Che personaggio, Bradford Cox. Uno capace di litigare con Billy Corgan e poi supplicarlo di non fargli causa con un messaggio lanciato durante un concerto, sulle note destrutturate del classico Today (per la cronaca, il messaggio era: “dear Billy Corgan/ I don’t even know you man/ please don’t sue me/ I love my dog/ and I don’t have that much money/ and I don’t think you’re the kind of person/ who’d starve somebody’s dog/ just to prove a point”). Uno capace di rendere un’intervista un’esperienza memorabile o un inferno per il giornalista che si trova di fronte; uno che ti parla di quanto la nostalgia possa essere tossica e intanto inzuppa le proprie canzoni in una reale ossessione per il passare del tempo, per lo svanire; uno che può nascondere in volute melodiche di zucchero filato i fatti di cronaca più violenti, i pensieri più dolorosi.
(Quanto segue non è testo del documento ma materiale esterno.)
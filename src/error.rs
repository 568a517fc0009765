//!
//! # Custom Error Handling
//!
//! This module defines the custom error type `AppError` used throughout the
//! application. It centralizes error management, providing a consistent way to
//! represent the failure taxonomy: validation (400), authentication (401),
//! missing resources (404), and server-side failures (500).
//!
//! `AppError` implements `actix_web::error::ResponseError` to convert
//! application errors into JSON HTTP responses of the shape
//! `{"error": "<message>"}`. `From` impls for `sqlx::Error`,
//! `validator::ValidationErrors`, `jsonwebtoken::errors::Error`, and
//! `bcrypt::BcryptError` allow handlers to use the `?` operator freely.

use actix_web::{error::ResponseError, HttpResponse};
use serde_json::json;
use std::fmt;
use validator::ValidationErrors;

/// Represents all possible errors that can occur within the application.
#[derive(Debug)]
pub enum AppError {
    /// Authentication failure: bad credentials or a missing/invalid/expired
    /// token (HTTP 401).
    Unauthorized(String),
    /// Malformed or missing input, including duplicate-email registration and
    /// empty todo titles (HTTP 400).
    Validation(String),
    /// The requested resource does not exist, or is not owned by the
    /// authenticated user (HTTP 404).
    NotFound(String),
    /// Required server configuration is missing, e.g. the JWT signing secret
    /// (HTTP 500). Fatal to the request, not the process.
    Config(String),
    /// An unexpected store failure (HTTP 500). The underlying detail is
    /// logged, never returned to the client.
    Database(String),
    /// Any other unexpected server-side error (HTTP 500).
    Internal(String),
}

impl fmt::Display for AppError {
    fn fmt(&self, f: &mut fmt::Formatter) -> fmt::Result {
        match self {
            AppError::Unauthorized(msg) => write!(f, "Unauthorized: {}", msg),
            AppError::Validation(msg) => write!(f, "Validation Error: {}", msg),
            AppError::NotFound(msg) => write!(f, "Not Found: {}", msg),
            AppError::Config(msg) => write!(f, "Configuration Error: {}", msg),
            AppError::Database(msg) => write!(f, "Database Error: {}", msg),
            AppError::Internal(msg) => write!(f, "Internal Server Error: {}", msg),
        }
    }
}

/// Converts `AppError` variants into `HttpResponse` objects so that handlers
/// returning `Result<_, AppError>` produce the correct status code and a JSON
/// error body.
impl ResponseError for AppError {
    fn error_response(&self) -> HttpResponse {
        match self {
            AppError::Unauthorized(msg) => HttpResponse::Unauthorized().json(json!({
                "error": msg
            })),
            AppError::Validation(msg) => HttpResponse::BadRequest().json(json!({
                "error": msg
            })),
            AppError::NotFound(msg) => HttpResponse::NotFound().json(json!({
                "error": msg
            })),
            AppError::Config(msg) => HttpResponse::InternalServerError().json(json!({
                "error": msg
            })),
            // Store failures surface as a generic message; the detail stays in
            // the server log.
            AppError::Database(_) => HttpResponse::InternalServerError().json(json!({
                "error": "Database error"
            })),
            AppError::Internal(msg) => HttpResponse::InternalServerError().json(json!({
                "error": msg
            })),
        }
    }
}

/// Converts `sqlx::Error` into `AppError`.
///
/// `sqlx::Error::RowNotFound` maps to `AppError::NotFound`; everything else
/// becomes `AppError::Database`.
impl From<sqlx::Error> for AppError {
    fn from(error: sqlx::Error) -> AppError {
        match error {
            sqlx::Error::RowNotFound => AppError::NotFound("Record not found".into()),
            _ => {
                log::error!("database error: {}", error);
                AppError::Database(error.to_string())
            }
        }
    }
}

/// Converts `validator::ValidationErrors` into `AppError::Validation`,
/// preserving the per-field messages.
impl From<ValidationErrors> for AppError {
    fn from(error: ValidationErrors) -> AppError {
        AppError::Validation(error.to_string())
    }
}

/// Converts `jsonwebtoken::errors::Error` into `AppError::Unauthorized`.
/// Used when token verification fails (bad signature, expiry, malformed).
impl From<jsonwebtoken::errors::Error> for AppError {
    fn from(error: jsonwebtoken::errors::Error) -> AppError {
        AppError::Unauthorized(error.to_string())
    }
}

/// Converts `bcrypt::BcryptError` into `AppError::Internal`.
/// Covers failures during password hashing or verification.
impl From<bcrypt::BcryptError> for AppError {
    fn from(error: bcrypt::BcryptError) -> AppError {
        AppError::Internal(error.to_string())
    }
}

#[cfg(test)]
mod tests {
    use super::*;

    #[test]
    fn test_error_responses() {
        let error = AppError::Unauthorized("Invalid token".into());
        let response = error.error_response();
        assert_eq!(response.status(), 401);

        let error = AppError::Validation("Title is required".into());
        let response = error.error_response();
        assert_eq!(response.status(), 400);

        let error = AppError::NotFound("Todo not found".into());
        let response = error.error_response();
        assert_eq!(response.status(), 404);

        let error = AppError::Config("JWT secret not configured".into());
        let response = error.error_response();
        assert_eq!(response.status(), 500);

        let error = AppError::Internal("Server error".into());
        let response = error.error_response();
        assert_eq!(response.status(), 500);
    }

    #[test]
    fn test_row_not_found_maps_to_not_found() {
        let error: AppError = sqlx::Error::RowNotFound.into();
        match error {
            AppError::NotFound(_) => {}
            other => panic!("Expected NotFound, got {:?}", other),
        }
    }

    #[test]
    fn test_database_error_body_is_generic() {
        let error = AppError::Database("connection reset by peer at 10.0.0.3".into());
        let response = error.error_response();
        assert_eq!(response.status(), 500);
        // The internal detail must not reach the response body.
        let body = actix_web::body::to_bytes(response.into_body());
        let body = futures::executor::block_on(body).unwrap();
        let json: serde_json::Value = serde_json::from_slice(&body).unwrap();
        assert_eq!(json["error"], "Database error");
    }
}
use actix_web::{
    dev::{forward_ready, Service, ServiceRequest, ServiceResponse, Transform},
    Error, HttpMessage,
};
use futures::future::{ready, LocalBoxFuture, Ready};

use crate::auth::token::verify_token;

/// Bearer-token authentication middleware.
///
/// Wrapped around the protected `/api` scope. Extracts the token from the
/// `Authorization: Bearer <token>` header, verifies signature and expiry, and
/// inserts the resolved user id (`i32`) into request extensions for the
/// `AuthenticatedUserId` extractor. Any missing, malformed, expired, or
/// badly-signed token short-circuits with a 401 before the handler runs.
pub struct AuthMiddleware;

impl<S, B> Transform<S, ServiceRequest> for AuthMiddleware
where
    S: Service<ServiceRequest, Response = ServiceResponse<B>, Error = Error>,
    S::Future: 'static,
    B: 'static,
{
    type Response = ServiceResponse<B>;
    type Error = Error;
    type Transform = AuthMiddlewareService<S>;
    type InitError = ();
    type Future = Ready<Result<Self::Transform, Self::InitError>>;

    fn new_transform(&self, service: S) -> Self::Future {
        ready(Ok(AuthMiddlewareService { service }))
    }
}

pub struct AuthMiddlewareService<S> {
    service: S,
}

impl<S, B> Service<ServiceRequest> for AuthMiddlewareService<S>
where
    S: Service<ServiceRequest, Response = ServiceResponse<B>, Error = Error>,
    S::Future: 'static,
    B: 'static,
{
    type Response = ServiceResponse<B>;
    type Error = Error;
    type Future = LocalBoxFuture<'static, Result<Self::Response, Self::Error>>;

    forward_ready!(service);

    fn call(&self, req: ServiceRequest) -> Self::Future {
        let auth_header = req
            .headers()
            .get("Authorization")
            .and_then(|value| value.to_str().ok())
            .and_then(|value| value.strip_prefix("Bearer "));

        match auth_header {
            Some(token) => match verify_token(token) {
                Ok(claims) => {
                    req.extensions_mut().insert(claims.sub);
                    let fut = self.service.call(req);
                    Box::pin(fut)
                }
                Err(app_err) => Box::pin(async move { Err(app_err.into()) }),
            },
            None => {
                let app_err = crate::error::AppError::Unauthorized("Missing token".into());
                Box::pin(async move { Err(app_err.into()) })
            }
        }
    }
}
//! Response bodies, one struct per endpoint.
//!
//! Every success response serializes through one of these fixed schemas
//! rather than an ad-hoc JSON map.

use serde::{Deserialize, Serialize};

use super::todo::Todo;
use super::user::UserSummary;

/// `POST /register` success body.
#[derive(Debug, Serialize)]
pub struct RegisterResponse {
    pub message: String,
    pub user: UserSummary,
}

/// `POST /login` success body.
#[derive(Debug, Serialize, Deserialize)]
pub struct LoginResponse {
    pub message: String,
    pub token: String,
}

/// `GET /api/me` success body.
#[derive(Debug, Serialize, Deserialize)]
pub struct MeResponse {
    pub message: String,
    pub user_id: i32,
}

/// Echo of the filter set a listing was evaluated with. `sort` and `order`
/// carry the resolved values after allow-list fallback; `search` and
/// `completed` echo the raw inputs.
#[derive(Debug, Serialize)]
pub struct AppliedFilters {
    pub search: String,
    pub completed: String,
    pub sort: &'static str,
    pub order: &'static str,
}

/// `GET /api/todos` success body.
///
/// Carries the requested page slice only; no total record count, so callers
/// cannot derive the total page count from this response alone.
#[derive(Debug, Serialize)]
pub struct TodoListResponse {
    pub page: i64,
    pub limit: i64,
    pub filters: AppliedFilters,
    pub results: Vec<Todo>,
}

/// `DELETE /api/todos/{id}` success body.
#[derive(Debug, Serialize)]
pub struct DeleteTodoResponse {
    pub message: String,
}
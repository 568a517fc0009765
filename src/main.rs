use actix_cors::Cors;
use actix_web::middleware::Logger;
use actix_web::{web, App, HttpServer};
use sqlx::PgPool;

use todo_api::auth::AuthMiddleware;
use todo_api::config::Config;
use todo_api::routes;

#[actix_web::main]
async fn main() -> std::io::Result<()> {
    dotenv::dotenv().ok();
    env_logger::init();

    let config = Config::from_env();
    let pool = PgPool::connect(&config.database_url)
        .await
        .expect("Failed to connect to database");
    todo_api::db::init_schema(&pool)
        .await
        .expect("Failed to initialize database schema");

    log::info!("Starting todo API server at {}", config.server_url());

    HttpServer::new(move || {
        App::new()
            .app_data(web::Data::new(pool.clone()))
            .wrap(
                Cors::default()
                    .allow_any_origin()
                    .allow_any_method()
                    .allow_any_header()
                    .max_age(3600),
            )
            .wrap(Logger::default())
            .service(routes::health::health)
            .configure(routes::public_config)
            .service(
                web::scope("/api")
                    .wrap(AuthMiddleware)
                    .configure(routes::protected_config),
            )
    })
    .bind((config.server_host, config.server_port))?
    .run()
    .await
}
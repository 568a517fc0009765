use sqlx::PgPool;

/// Ensures the two tables exist. Idempotent; runs at startup.
///
/// Ownership of todos is enforced at the query layer (every todo query
/// filters on `user_id`), so no foreign-key constraint is declared.
pub async fn init_schema(pool: &PgPool) -> Result<(), sqlx::Error> {
    sqlx::query(
        "CREATE TABLE IF NOT EXISTS users (
            id SERIAL PRIMARY KEY,
            name TEXT NOT NULL,
            email TEXT NOT NULL UNIQUE,
            password_hash TEXT NOT NULL,
            created_at TIMESTAMPTZ NOT NULL DEFAULT now()
        )",
    )
    .execute(pool)
    .await?;

    sqlx::query(
        "CREATE TABLE IF NOT EXISTS todos (
            id SERIAL PRIMARY KEY,
            user_id INTEGER NOT NULL,
            title TEXT NOT NULL,
            completed BOOLEAN NOT NULL DEFAULT false,
            created_at TIMESTAMPTZ NOT NULL DEFAULT now()
        )",
    )
    .execute(pool)
    .await?;

    Ok(())
}
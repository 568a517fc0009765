use crate::{
    auth::AuthenticatedUserId,
    error::AppError,
    models::responses::{AppliedFilters, DeleteTodoResponse, TodoListResponse},
    models::{CreateTodoRequest, Todo, TodoQuery, UpdateTodoRequest},
};
use actix_web::{delete, get, post, put, web, HttpResponse, Responder};
use sqlx::PgPool;
use validator::Validate;

const TODO_COLUMNS: &str = "id, user_id, title, completed, created_at";

/// Retrieves a page of the authenticated user's todos.
///
/// ## Query Parameters:
/// - `page` (optional): page number, default 1, clamped to >= 1.
/// - `limit` (optional): page size, default 10; values outside [1,100] fall
///   back to the default.
/// - `search` (optional): case-insensitive substring match on the title.
/// - `completed` (optional): "true" or "false" filters exactly; any other
///   value means no filter.
/// - `sort` (optional): one of created_at, title, completed; anything else
///   falls back to created_at.
/// - `order` (optional): asc or desc, default desc.
///
/// The response echoes the applied filters alongside the page slice. It does
/// not include a total record count.
#[get("")]
pub async fn list_todos(
    pool: web::Data<PgPool>,
    query_params: web::Query<TodoQuery>,
    user: AuthenticatedUserId,
) -> Result<impl Responder, AppError> {
    let query_params = query_params.into_inner();

    let page = query_params.page();
    let limit = query_params.limit();
    let completed_filter = query_params.completed_filter();
    let sort_field = query_params.sort_field();
    let sort_order = query_params.sort_order();

    // Owner scoping first; search and completion filters are appended with
    // numbered placeholders so every caller-supplied value is bound, never
    // interpolated. Sort column and direction come from closed enums.
    let mut sql = format!("SELECT {} FROM todos WHERE user_id = $1", TODO_COLUMNS);
    let mut param_count = 2;

    if query_params.search.is_some() {
        sql.push_str(&format!(" AND title ILIKE ${}", param_count));
        param_count += 1;
    }
    if completed_filter.is_some() {
        sql.push_str(&format!(" AND completed = ${}", param_count));
        param_count += 1;
    }

    sql.push_str(&format!(
        " ORDER BY {} {} OFFSET ${} LIMIT ${}",
        sort_field.column(),
        sort_order.keyword(),
        param_count,
        param_count + 1
    ));

    let mut query_builder = sqlx::query_as::<_, Todo>(&sql).bind(user.0);

    if let Some(search) = &query_params.search {
        query_builder = query_builder.bind(format!("%{}%", search));
    }
    if let Some(completed) = completed_filter {
        query_builder = query_builder.bind(completed);
    }

    let results = query_builder
        .bind(query_params.offset())
        .bind(limit)
        .fetch_all(&**pool)
        .await?;

    Ok(HttpResponse::Ok().json(TodoListResponse {
        page,
        limit,
        filters: AppliedFilters {
            search: query_params.search.clone().unwrap_or_default(),
            completed: query_params.completed.clone().unwrap_or_default(),
            sort: sort_field.column(),
            order: sort_order.param(),
        },
        results,
    }))
}

/// Creates a new todo for the authenticated user.
///
/// The title is required and must be non-empty; the todo starts uncompleted.
///
/// ## Responses:
/// - `201 Created`: the new `Todo` as JSON.
/// - `400 Bad Request`: empty or missing title.
/// - `401 Unauthorized`: missing or invalid token.
/// - `500 Internal Server Error`: store failure.
#[post("")]
pub async fn create_todo(
    pool: web::Data<PgPool>,
    todo_data: web::Json<CreateTodoRequest>,
    user: AuthenticatedUserId,
) -> Result<impl Responder, AppError> {
    todo_data.validate()?;

    let todo: Todo = sqlx::query_as(&format!(
        "INSERT INTO todos (user_id, title) VALUES ($1, $2) RETURNING {}",
        TODO_COLUMNS
    ))
    .bind(user.0)
    .bind(&todo_data.title)
    .fetch_one(&**pool)
    .await?;

    Ok(HttpResponse::Created().json(todo))
}

/// Applies a partial update to one of the authenticated user's todos.
///
/// Absent fields keep their stored values. A todo that does not exist, or
/// belongs to another user, yields the same 404.
#[put("/{id}")]
pub async fn update_todo(
    pool: web::Data<PgPool>,
    todo_id: web::Path<i32>,
    todo_data: web::Json<UpdateTodoRequest>,
    user: AuthenticatedUserId,
) -> Result<impl Responder, AppError> {
    let todo_id = todo_id.into_inner();

    let existing: Option<Todo> = sqlx::query_as(&format!(
        "SELECT {} FROM todos WHERE id = $1 AND user_id = $2",
        TODO_COLUMNS
    ))
    .bind(todo_id)
    .bind(user.0)
    .fetch_optional(&**pool)
    .await?;

    let existing = existing.ok_or_else(|| AppError::NotFound("Todo not found".into()))?;

    let todo_data = todo_data.into_inner();
    let title = todo_data.title.unwrap_or(existing.title);
    let completed = todo_data.completed.unwrap_or(existing.completed);

    let updated: Todo = sqlx::query_as(&format!(
        "UPDATE todos SET title = $1, completed = $2
         WHERE id = $3 AND user_id = $4 RETURNING {}",
        TODO_COLUMNS
    ))
    .bind(&title)
    .bind(completed)
    .bind(todo_id)
    .bind(user.0)
    .fetch_one(&**pool)
    .await?;

    Ok(HttpResponse::Ok().json(updated))
}

/// Deletes one of the authenticated user's todos.
///
/// The ownership rule matches update: a todo owned by someone else is
/// indistinguishable from a missing one.
#[delete("/{id}")]
pub async fn delete_todo(
    pool: web::Data<PgPool>,
    todo_id: web::Path<i32>,
    user: AuthenticatedUserId,
) -> Result<impl Responder, AppError> {
    let result = sqlx::query("DELETE FROM todos WHERE id = $1 AND user_id = $2")
        .bind(todo_id.into_inner())
        .bind(user.0)
        .execute(&**pool)
        .await?;

    if result.rows_affected() == 0 {
        return Err(AppError::NotFound("Todo not found".into()));
    }

    Ok(HttpResponse::Ok().json(DeleteTodoResponse {
        message: "Todo deleted successfully".into(),
    }))
}
pub mod auth;
pub mod health;
pub mod todos;

use actix_web::web;

/// Public routes: registration and login.
pub fn public_config(cfg: &mut web::ServiceConfig) {
    cfg.service(auth::register).service(auth::login);
}

/// Protected routes, mounted under `/api` behind `AuthMiddleware`.
pub fn protected_config(cfg: &mut web::ServiceConfig) {
    cfg.service(auth::me).service(
        web::scope("/todos")
            .service(todos::list_todos)
            .service(todos::create_todo)
            .service(todos::update_todo)
            .service(todos::delete_todo),
    );
}
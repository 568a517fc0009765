//! The `todo_api` library crate.
//!
//! Business logic, domain models, authentication, routing configuration, and
//! error handling for the todo API. The binary (`main.rs`) uses this crate to
//! construct and run the application.

pub mod auth;
pub mod config;
pub mod db;
pub mod error;
pub mod models;
pub mod routes;
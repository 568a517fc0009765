pub mod responses;
pub mod todo;
pub mod user;

pub use todo::{CreateTodoRequest, SortField, SortOrder, Todo, TodoQuery, UpdateTodoRequest};
pub use user::{User, UserSummary};
use chrono::{DateTime, Utc};
use serde::Serialize;
use sqlx::FromRow;

/// A registered account as stored in the `users` table.
///
/// The password hash never crosses the API boundary; responses use
/// [`UserSummary`] instead.
#[derive(Debug, FromRow)]
pub struct User {
    pub id: i32,
    pub name: String,
    pub email: String,
    pub password_hash: String,
    pub created_at: DateTime<Utc>,
}

/// The public projection of a user returned by the registration endpoint.
#[derive(Debug, Serialize, FromRow)]
pub struct UserSummary {
    pub id: i32,
    pub name: String,
    pub email: String,
}

impl From<User> for UserSummary {
    fn from(user: User) -> Self {
        Self {
            id: user.id,
            name: user.name,
            email: user.email,
        }
    }
}

#[cfg(test)]
mod tests {
    use super::*;

    #[test]
    fn test_summary_drops_credentials() {
        let user = User {
            id: 1,
            name: "Ada".to_string(),
            email: "ada@example.com".to_string(),
            password_hash: "$2b$12$secret".to_string(),
            created_at: Utc::now(),
        };

        let summary = UserSummary::from(user);
        let json = serde_json::to_value(&summary).unwrap();

        assert_eq!(json["id"], 1);
        assert_eq!(json["name"], "Ada");
        assert_eq!(json["email"], "ada@example.com");
        assert!(json.get("password_hash").is_none());
    }
}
Prendete il clavicembalo che sembra voler sviare l’attenzione dell’ascoltatore dalla malinconia infinita del primo singolo Death In Midsummer. Prendete la perfetta No One’s Sleeping, una delle pepite pop più pregiate dell’intero catalogo Deerhunter (una nuova Memory Boy): quasi una filastrocca per bambini, si direbbe, eppure quelle parole poggiate pigre su una morbida nuvola di tamburi, sintetizzatori, fiati, chitarre – “violence has taken told / follow me, the golden void” – sono ispirate dall’omicidio della parlamentare laburista britannica Jo Cox, uccisa da un neonazista a Leeds solo tre anni fa. Un’amarezza ineludibile, che avvolge anche la saltellante What Happens To People?, gente che perde progressivamente il contatto con le proprie emozioni e ne rimane chiusa fuori (che impressione, quel “locked out” ripetuto cinque volte proprio al tramontare della canzone).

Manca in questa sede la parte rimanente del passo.